По мотивам повести Левана Варади
Авторы сценария Юрий Грымов, Т. Егерева
при участии А. Королева
Режиссер Ю. Грымов
Оператор С. Мачильский
Художники М. Турская, С. Иванов
Музыка С. Рахманинова, Rinne Radio
В ролях: А. Петренко, Е. Цыганов, К. Бадалов, А. Приходько,
Е. Волкова, И. Мазуркевич, Ярослава Соколовская
Студия «ЮГ», Киностудия Горького
Россия
2001
![]() |
После «Коллекционера» я поняла: Грымов не знает, как снимать кино. Мне тут же пришло в голову, что и я не знаю, как снимать кино. Более того, я не уверена, что знаю, как нужно писать рецензии… О том, чего еще мы с Грымовым не знаем и не умеем, даже помыслить страшно.

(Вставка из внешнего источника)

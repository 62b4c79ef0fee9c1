//! nftctx - run nftables commands through libnftables
//!
//! Submits commands to a libnftables context and prints the response as raw
//! text, cleaned lines, a handle map or parsed JSON.
//!
//! # Usage
//!
//! ```bash
//! nftctx run add table inet filter
//! nftctx run --view handles list ruleset      # handle -> object
//! nftctx run --view json list table inet filter
//! nftctx run -F numeric-all -F stateless list ruleset
//! nftctx run -f rules.nft                     # one command per line
//! nftctx check -f rules.nft                   # dry run, nothing committed
//! nftctx flags --decode 24                    # -> handle, json
//! nftctx config --write                       # save current defaults
//! ```
//!
//! Defaults for flags, view, dry-run, logging and auditing are read from
//! `config.json` in the XDG data directory (or `$NFTCTX_CONFIG`).

use clap::Parser;
use nftctx::audit::AuditLog;
use nftctx::cli::{self, Cli, Commands, Session};
use nftctx::config;
use nftctx::core::native::NativeBackend;
use std::process::ExitCode;
use tracing::Level;

fn init_logging(verbose: u8, to_file: bool) {
    let level = match verbose {
        0 => Level::WARN,
        1 => Level::INFO,
        _ => Level::DEBUG,
    };

    if to_file
        && let Some(mut log_path) = nftctx::utils::get_state_dir()
        && nftctx::utils::ensure_dirs().is_ok()
    {
        log_path.push("nftctx.log");
        if let Ok(file) = std::fs::File::create(log_path) {
            tracing_subscriber::fmt()
                .with_max_level(level)
                .with_ansi(false)
                .with_writer(std::sync::Mutex::new(file))
                .init();
            return;
        }
    }

    tracing_subscriber::fmt()
        .with_max_level(level)
        .with_writer(std::io::stderr)
        .init();
}

fn main() -> ExitCode {
    let cli = Cli::parse();
    let (config, config_error) = match config::load_config() {
        Ok(config) => (config, None),
        Err(e) => (config::AppConfig::default(), Some(e)),
    };
    init_logging(cli.verbose, config.log_to_file);
    if let Some(e) = config_error {
        tracing::warn!("Ignoring unreadable config, using defaults: {e}");
    }

    if let Commands::Run(args) = &cli.command
        && !args.dry_run
        && !config.dry_run
        && !nix::unistd::getuid().is_root()
    {
        eprintln!("Note: Not running as root. Changing the ruleset needs CAP_NET_ADMIN.");
    }

    let audit = if config.audit_log {
        match nftctx::utils::ensure_dirs().and_then(|()| AuditLog::new()) {
            Ok(log) => Some(log),
            Err(e) => {
                tracing::warn!("Audit log unavailable: {e}");
                None
            }
        }
    } else {
        None
    };

    let config_path = config::config_path();
    let session = Session {
        backend: NativeBackend,
        config: &config,
        config_path: config_path.as_deref(),
        audit: audit.as_ref(),
    };

    let stdout = std::io::stdout();
    match cli::execute(session, cli.command, &mut stdout.lock()) {
        Ok(()) => ExitCode::SUCCESS,
        Err(e) => {
            let _ = cli::report_error(&e, &mut std::io::stderr());
            ExitCode::FAILURE
        }
    }
}
//! Shared test utilities for core module tests
//!
//! Provides an in-memory engine that understands a handful of table
//! commands and honors the handle, echo, JSON and dry-run settings closely
//! enough to exercise the context without libnftables or privileges.
//! This module is only compiled in test mode.

use crate::core::context::Context;
use crate::core::engine::{Backend, Engine};
use crate::core::flags::FlagTable;
use std::cell::RefCell;
use std::rc::Rc;

/// Flag values as defined by libnftables 1.x
pub static TEST_FLAGS: FlagTable = FlagTable {
    reverse_dns: 1 << 0,
    service: 1 << 1,
    stateless: 1 << 2,
    handle: 1 << 3,
    json: 1 << 4,
    echo: 1 << 5,
    guid: 1 << 6,
    numeric_proto: 1 << 7,
    numeric_prio: 1 << 8,
    numeric_symbol: 1 << 9,
    numeric_time: 1 << 10,
    numeric_all: (1 << 7) | (1 << 8) | (1 << 9) | (1 << 10),
    terse: 1 << 11,
};

#[derive(Debug, Clone, PartialEq, Eq)]
pub struct MockTable {
    pub family: String,
    pub name: String,
    pub handle: u32,
}

/// Kernel-side state shared by every engine of one [`MockBackend`]
#[derive(Debug, Default)]
pub struct MockState {
    pub tables: Vec<MockTable>,
    pub next_handle: u32,
    pub created: usize,
    pub freed: usize,
    pub fail_create: bool,
    pub fail_buffer_output: bool,
    pub fail_buffer_error: bool,
    pub refuse_dry_run: bool,
}

impl MockState {
    pub fn live(&self) -> usize {
        self.created - self.freed
    }
}

/// Cloneable handle to a mock "library"; clones share state
#[derive(Debug, Clone, Default)]
pub struct MockBackend {
    pub state: Rc<RefCell<MockState>>,
}

impl MockBackend {
    pub fn new() -> Self {
        Self::default()
    }

    pub fn table_names(&self) -> Vec<String> {
        self.state
            .borrow()
            .tables
            .iter()
            .map(|t| format!("{} {}", t.family, t.name))
            .collect()
    }
}

impl Backend for MockBackend {
    type Engine = MockEngine;

    fn create(&self) -> Option<MockEngine> {
        let mut state = self.state.borrow_mut();
        if state.fail_create {
            return None;
        }
        state.created += 1;
        Some(MockEngine {
            state: Rc::clone(&self.state),
            flags: 0,
            dry_run: false,
        })
    }

    fn flags(&self) -> &'static FlagTable {
        &TEST_FLAGS
    }
}

#[derive(Debug)]
pub struct MockEngine {
    state: Rc<RefCell<MockState>>,
    flags: u32,
    dry_run: bool,
}

impl MockEngine {
    fn has(&self, flag: u32) -> bool {
        self.flags & flag != 0
    }

    fn format_tables(&self, tables: &[&MockTable]) -> String {
        if self.has(TEST_FLAGS.json) {
            let items: Vec<serde_json::Value> = std::iter::once(serde_json::json!({
                "metainfo": { "version": "1.0.9", "release_name": "mock", "json_schema_version": 1 }
            }))
            .chain(tables.iter().map(|t| {
                serde_json::json!({
                    "table": { "family": t.family, "name": t.name, "handle": t.handle }
                })
            }))
            .collect();
            return format!("{}\n", serde_json::json!({ "nftables": items }));
        }

        tables
            .iter()
            .map(|t| {
                let suffix = if self.has(TEST_FLAGS.handle) {
                    format!(" # handle {}", t.handle)
                } else {
                    String::new()
                };
                format!("table {} {} {{{suffix}\n}}\n", t.family, t.name)
            })
            .collect()
    }

    fn execute(
        &self,
        line: &str,
        tables: &mut Vec<MockTable>,
        next_handle: &mut u32,
    ) -> Result<String, String> {
        fn find(tables: &[MockTable], family: &str, name: &str) -> Option<usize> {
            tables
                .iter()
                .position(|t| t.family == family && t.name == name)
        }

        let words: Vec<&str> = line.split_whitespace().collect();
        let missing = || format!("Error: Could not process rule: No such file or directory\n{line}\n");

        match words.as_slice() {
            [verb @ ("add" | "create"), "table", family, name] => {
                if find(tables, family, name).is_some() {
                    if *verb == "create" {
                        return Err(format!("Error: Could not process rule: File exists\n{line}\n"));
                    }
                    return Ok(String::new());
                }
                *next_handle += 1;
                tables.push(MockTable {
                    family: (*family).to_string(),
                    name: (*name).to_string(),
                    handle: *next_handle,
                });
                if self.has(TEST_FLAGS.echo) {
                    let suffix = if self.has(TEST_FLAGS.handle) {
                        format!(" # handle {next_handle}")
                    } else {
                        String::new()
                    };
                    return Ok(format!("add table {family} {name}{suffix}\n"));
                }
                Ok(String::new())
            }
            ["delete", "table", family, name] => {
                let idx = find(tables, family, name).ok_or_else(missing)?;
                tables.remove(idx);
                Ok(String::new())
            }
            ["list", "table", family, name] => {
                let idx = find(tables, family, name).ok_or_else(missing)?;
                Ok(self.format_tables(&[&tables[idx]]))
            }
            ["list", "ruleset"] => Ok(self.format_tables(&tables.iter().collect::<Vec<_>>())),
            ["flush", "ruleset"] => {
                tables.clear();
                Ok(String::new())
            }
            _ => Err(format!(
                "Error: syntax error, unexpected string\n{line}\n{}\n",
                "^".repeat(line.len())
            )),
        }
    }
}

impl Engine for MockEngine {
    fn output_flags(&self) -> u32 {
        self.flags
    }

    fn set_output_flags(&mut self, flags: u32) {
        self.flags = flags;
    }

    fn dry_run(&self) -> bool {
        self.dry_run
    }

    fn set_dry_run(&mut self, enabled: bool) {
        if !self.state.borrow().refuse_dry_run {
            self.dry_run = enabled;
        }
    }

    fn buffer_output(&mut self) -> bool {
        !self.state.borrow().fail_buffer_output
    }

    fn buffer_error(&mut self) -> bool {
        !self.state.borrow().fail_buffer_error
    }

    /// Runs the whole batch against a copy and commits only if every line
    /// succeeds and dry-run is off, like an nftables transaction.
    fn run_cmd(&mut self, cmd: &str) -> Result<String, String> {
        let (mut tables, mut next_handle) = {
            let state = self.state.borrow();
            (state.tables.clone(), state.next_handle)
        };

        let mut output = String::new();
        for line in cmd.lines().map(str::trim).filter(|l| !l.is_empty()) {
            output.push_str(&self.execute(line, &mut tables, &mut next_handle)?);
        }

        if !self.dry_run {
            let mut state = self.state.borrow_mut();
            state.tables = tables;
            state.next_handle = next_handle;
        }
        Ok(output)
    }
}

impl Drop for MockEngine {
    fn drop(&mut self) {
        self.state.borrow_mut().freed += 1;
    }
}

/// Creates a ready context over a fresh mock backend.
///
/// Returns the backend too so tests can inspect or sabotage its state.
pub fn mock_context() -> (Context<MockBackend>, MockBackend) {
    let backend = MockBackend::new();
    let ctx = Context::new(backend.clone()).expect("mock context should initialize");
    (ctx, backend)
}
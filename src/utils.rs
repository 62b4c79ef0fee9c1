//! Utility functions for directory management
//!
//! This module provides helper functions following the XDG Base Directory specification
//! for portable configuration and state storage across Linux distributions.
//!
//! # Directory Structure
//!
//! - Data: `~/.local/share/nftctx/` - Configuration (`config.json`)
//! - State: `~/.local/state/nftctx/` - Runtime state (audit log, log file)
//!
//! # Example
//!
//! ```no_run
//! use nftctx::utils::{get_data_dir, ensure_dirs};
//!
//! // Ensure directories exist before use
//! ensure_dirs().expect("Failed to create directories");
//!
//! if let Some(data_path) = get_data_dir() {
//!     // Load configuration from data_path
//! }
//! ```

use directories::ProjectDirs;
use std::path::PathBuf;

fn project_dirs() -> Option<ProjectDirs> {
    ProjectDirs::from("org", "nftctx", "nftctx")
}

pub fn get_data_dir() -> Option<PathBuf> {
    project_dirs().map(|pd| pd.data_dir().to_path_buf())
}

pub fn get_state_dir() -> Option<PathBuf> {
    project_dirs().and_then(|pd| pd.state_dir().map(std::path::Path::to_path_buf))
}

pub fn ensure_dirs() -> std::io::Result<()> {
    use std::fs::DirBuilder;
    use std::os::unix::fs::DirBuilderExt;

    let mut builder = DirBuilder::new();
    builder.mode(0o700); // User read/write/execute only
    builder.recursive(true);

    if let Some(dir) = get_data_dir() {
        builder.create(dir)?;
    }
    if let Some(dir) = get_state_dir() {
        builder.create(dir)?;
    }

    Ok(())
}

/// Reads command text from a file, or from stdin when `path` is `-`
pub fn read_commands(path: &std::path::Path) -> std::io::Result<String> {
    if path.as_os_str() == "-" {
        let mut buf = String::new();
        std::io::Read::read_to_string(&mut std::io::stdin(), &mut buf)?;
        Ok(buf)
    } else {
        std::fs::read_to_string(path)
    }
}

В жизни каждого человека, народа, культуры, эпохи наступают моменты, когда происходящее вдруг теряет смысл. Все становится относительным, необязательным, неорганичным, обреченным на негатив и деструктивные изменения. У такого состояния есть много названий: кризис, застой, дегуманизация, утрата середины, потеря идентификации, депрессия, трансформула, «черный вторник», «черный четверг»…
«Коллекционер» начинается с эпатирующих красных строк на черном гигантском экране: «Красный: любовь — кровь — морковь…» — и вдруг огромными буквами отпечатывается фраза: «Опасайтесь устойчивых определений», а вслед за ней еще более эффектная и столь же важная для режиссера: «Жизнь прекрасна, потому что несправедлива».
Во всех интервью, посвященных выходу «Коллекционера», Грымов настойчиво повторяет, что не стремился к какому-то единому прочтению своего фильма и будет рад, если каждый зритель расшифрует картину как ему будет угодно. Смотрите и берите то, что хотите. То, что вам увидится и услышится… В мире, утверждает Грымов, нет ничего универсального. Художественный акт подобен онанизму. Ничего вдвоем — все с самим собой.
А вместе с тем, кино не существует без зрителя, любовь без партнера, идея без прочтения… Но с какой легкостью Грымов предлагает идее мутировать, избегать четкой формы! Он изначально согласен, чтобы его фильм как будто бы был, но можно предположить, что его и не было. Вслед за Бодрийаром Грымов считает, что создал эмбрион для всех мыслимых форм мутации. Создал «трансвестита от эстетики», который исповедует все убеждения без исключения. Или же (что одно и то же) исповедует ничто.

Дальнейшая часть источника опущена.